PROBLEM STATEMENT | Transcribe the records from the line containing "fn fmt(&self, f: &mut" onward, up to and including the final line, exactly and without anything else.

======

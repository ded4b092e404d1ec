use std::fmt;

use crate::util::{
    config::BookConfig,
    date::Date,
    entry::Amount,
};

/// Aggregated spending for one day column
///
/// Holds one total per category (insertion order follows the configured
/// category list) plus a grand total that skips the excluded categories.
#[derive(Debug, Clone)]
pub struct Summary {
    date: Date,
    items: Vec<(String, Amount)>,
    total: Amount,
}

impl Summary {
    pub fn new(date: Date) -> Self {
        Self {
            date,
            items: Vec::new(),
            total: Amount::zero(),
        }
    }

    /// Fold one evaluated category cell into the summary
    ///
    /// Zero cells are not listed; excluded categories are listed but do not
    /// count towards the total.
    pub fn register(&mut self, config: &BookConfig, category: &str, value: Amount) {
        if !value.nonzero() {
            return;
        }
        self.items.push((category.to_string(), value));
        if !config.is_excluded(category) {
            self.total += value;
        }
    }

    pub fn date(&self) -> Date {
        self.date
    }

    pub fn query(&self, category: &str) -> Amount {
        self.items
            .iter()
            .find(|(c, _)| c == category)
            .map(|(_, v)| *v)
            .unwrap_or_else(Amount::zero)
    }

    pub fn total(&self) -> Amount {
        self.total
    }

    pub fn is_empty(&self) -> bool {
        self.items.is_empty()
    }
}

/// `12345` -> `"12,345"`
fn group_digits(n: i64) -> String {
    let digits = n.abs().to_string();
    let mut out = String::new();
    for (i, c) in digits.chars().enumerate() {
        if i > 0 && (digits.len() - i) % 3 == 0 {
            out.push(',');
        }
        out.push(c);
    }
    if n < 0 {
        format!("-{}", out)
    } else {
        out
    }
}

impl fmt::Display for Summary {
    fn fmt(&self, f: &mut fmt::Formatter<'_>) -> fmt::Result {
        writeln!(f, "{}", self.date)?;
        for (category, value) in &self.items {
            writeln!(f, "  {}: ¥{}", category, group_digits(value.0))?;
        }
        write!(f, "  total: ¥{}", group_digits(self.total.0))
    }
}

======

OUTPUT FOR THIS EXERCISE |
    fn fmt(&self, f: &mut fmt::Formatter<'_>) -> fmt::Result {
        writeln!(f, "{}", self.date)?;
        for (category, value) in &self.items {
            writeln!(f, "  {}: ¥{}", category, group_digits(value.0))?;
        }
        write!(f, "  total: ¥{}", group_digits(self.total.0))
    }
}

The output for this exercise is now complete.